Top of Available data

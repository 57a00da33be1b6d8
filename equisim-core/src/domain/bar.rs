//! MarketBar — the fundamental market data unit.

use chrono::{DateTime, Utc};
use rust_decimal::Decimal;
use serde::{Deserialize, Serialize};

/// One OHLCV observation for a symbol at a timestamp.
///
/// Immutable once produced. The replay stream is ordered by
/// `(timestamp, symbol)`; a regression of that key is a `DataError`.
/// Prices are decimal so that ledger arithmetic stays exact.
#[derive(Debug, Clone, PartialEq, Serialize, Deserialize)]
pub struct MarketBar {
    pub symbol: String,
    pub timestamp: DateTime<Utc>,
    pub open: Decimal,
    pub high: Decimal,
    pub low: Decimal,
    pub close: Decimal,
    pub volume: u64,
}

impl MarketBar {
    /// The stream ordering key.
    pub fn ordering_key(&self) -> (DateTime<Utc>, &str) {
        (self.timestamp, self.symbol.as_str())
    }

    /// Trading session this bar belongs to (one venue clock, UTC dates).
    pub fn session_date(&self) -> chrono::NaiveDate {
        self.timestamp.date_naive()
    }

    /// Basic OHLCV sanity check: positive prices, high/low bracket open
    /// and close.
    pub fn is_sane(&self) -> bool {
        self.open > Decimal::ZERO
            && self.close > Decimal::ZERO
            && self.high >= self.low
            && self.high >= self.open
            && self.high >= self.close
            && self.low <= self.open
            && self.low <= self.close
    }
}
//! Portfolio — aggregate state of cash, positions, and the trade log.

use super::position::Position;
use super::transaction::{CostComponents, Transaction};
use super::OrderSide;
use chrono::{DateTime, Utc};
use rust_decimal::Decimal;
use std::collections::HashMap;

/// Aggregate portfolio state, owned exclusively by one
/// [`crate::ledger::PortfolioLedger`] for the duration of a run.
///
/// The accounting identity must hold at every snapshot, exactly in
/// decimal arithmetic:
///
/// `cash + market value == initial_capital + realized gross P&L
///  + unrealized P&L - total costs paid`
#[derive(Debug, Clone, PartialEq)]
pub struct Portfolio {
    pub cash: Decimal,
    pub initial_capital: Decimal,
    pub positions: HashMap<String, Position>,
    /// Append-only; entries are never mutated after insertion.
    pub transactions: Vec<Transaction>,
    /// Cumulative sold notional minus proportional cost basis over all
    /// sells.
    pub realized_pnl_gross: Decimal,
    pub total_commission: Decimal,
    pub total_tax: Decimal,
    pub total_slippage: Decimal,
}

impl Portfolio {
    pub fn new(initial_capital: Decimal) -> Self {
        Self {
            cash: initial_capital,
            initial_capital,
            positions: HashMap::new(),
            transactions: Vec::new(),
            realized_pnl_gross: Decimal::ZERO,
            total_commission: Decimal::ZERO,
            total_tax: Decimal::ZERO,
            total_slippage: Decimal::ZERO,
        }
    }

    pub fn total_costs(&self) -> Decimal {
        self.total_commission + self.total_tax + self.total_slippage
    }

    /// Net realized P&L as recorded on sell transactions
    /// (gross minus each sell's own costs).
    pub fn realized_pnl_net(&self) -> Decimal {
        self.transactions
            .iter()
            .filter_map(|t| t.realized_pnl)
            .sum()
    }

    /// Total equity = cash + sum of position market values at the given
    /// prices. Symbols with no quote are valued at average cost.
    pub fn equity(&self, prices: &HashMap<String, Decimal>) -> Decimal {
        let market_value: Decimal = self
            .positions
            .values()
            .map(|pos| {
                let price = prices.get(&pos.symbol).copied().unwrap_or_else(|| pos.average_cost());
                pos.market_value(price)
            })
            .sum();
        self.cash + market_value
    }

    pub fn unrealized_pnl(&self, prices: &HashMap<String, Decimal>) -> Decimal {
        self.positions
            .values()
            .map(|pos| {
                let price = prices.get(&pos.symbol).copied().unwrap_or_else(|| pos.average_cost());
                pos.unrealized_pnl(price)
            })
            .sum()
    }

    /// Deviation from the accounting identity. Must be exactly zero after
    /// any sequence of valid trades.
    pub fn identity_gap(&self, prices: &HashMap<String, Decimal>) -> Decimal {
        let expected = self.initial_capital + self.realized_pnl_gross
            + self.unrealized_pnl(prices)
            - self.total_costs();
        self.equity(prices) - expected
    }

    pub fn has_position(&self, symbol: &str) -> bool {
        self.positions.get(symbol).is_some_and(|p| p.quantity > 0)
    }

    pub fn position_quantity(&self, symbol: &str) -> u64 {
        self.positions.get(symbol).map_or(0, |p| p.quantity)
    }

    /// Commit a buy fill. Caller must have already verified cash covers
    /// the gross amount plus costs.
    pub(crate) fn apply_buy(
        &mut self,
        symbol: &str,
        quantity: u64,
        price: Decimal,
        costs: CostComponents,
        timestamp: DateTime<Utc>,
    ) -> Transaction {
        let gross = price * Decimal::from(quantity);
        self.cash -= gross + costs.total;
        match self.positions.get_mut(symbol) {
            Some(pos) => pos.add(quantity, price),
            None => {
                self.positions
                    .insert(symbol.to_string(), Position::open(symbol, quantity, price));
            }
        }
        self.record_costs(&costs);
        let tx = Transaction {
            timestamp,
            symbol: symbol.to_string(),
            side: OrderSide::Buy,
            quantity,
            fill_price: price,
            costs,
            realized_pnl: None,
        };
        self.transactions.push(tx.clone());
        tx
    }

    /// Commit a sell fill. Caller must have already verified holdings
    /// cover the quantity. Fully closed positions are removed.
    pub(crate) fn apply_sell(
        &mut self,
        symbol: &str,
        quantity: u64,
        price: Decimal,
        costs: CostComponents,
        timestamp: DateTime<Utc>,
    ) -> Transaction {
        let gross = price * Decimal::from(quantity);
        let gross_pnl = match self.positions.get_mut(symbol) {
            Some(pos) => {
                let pnl = pos.reduce(quantity, price);
                if pos.quantity == 0 {
                    self.positions.remove(symbol);
                }
                pnl
            }
            None => Decimal::ZERO,
        };
        self.cash += gross - costs.total;
        self.realized_pnl_gross += gross_pnl;
        self.record_costs(&costs);
        let tx = Transaction {
            timestamp,
            symbol: symbol.to_string(),
            side: OrderSide::Sell,
            quantity,
            fill_price: price,
            costs,
            realized_pnl: Some(gross_pnl - costs.total),
        };
        self.transactions.push(tx.clone());
        tx
    }

    fn record_costs(&mut self, costs: &CostComponents) {
        self.total_commission += costs.commission;
        self.total_tax += costs.tax;
        self.total_slippage += costs.slippage;
    }
}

Bottom of Available data

Task to complete
From the material above, please return each line containing "exactly".

Result of the exercise
/// The accounting identity must hold at every snapshot, exactly in
    /// Deviation from the accounting identity. Must be exactly zero after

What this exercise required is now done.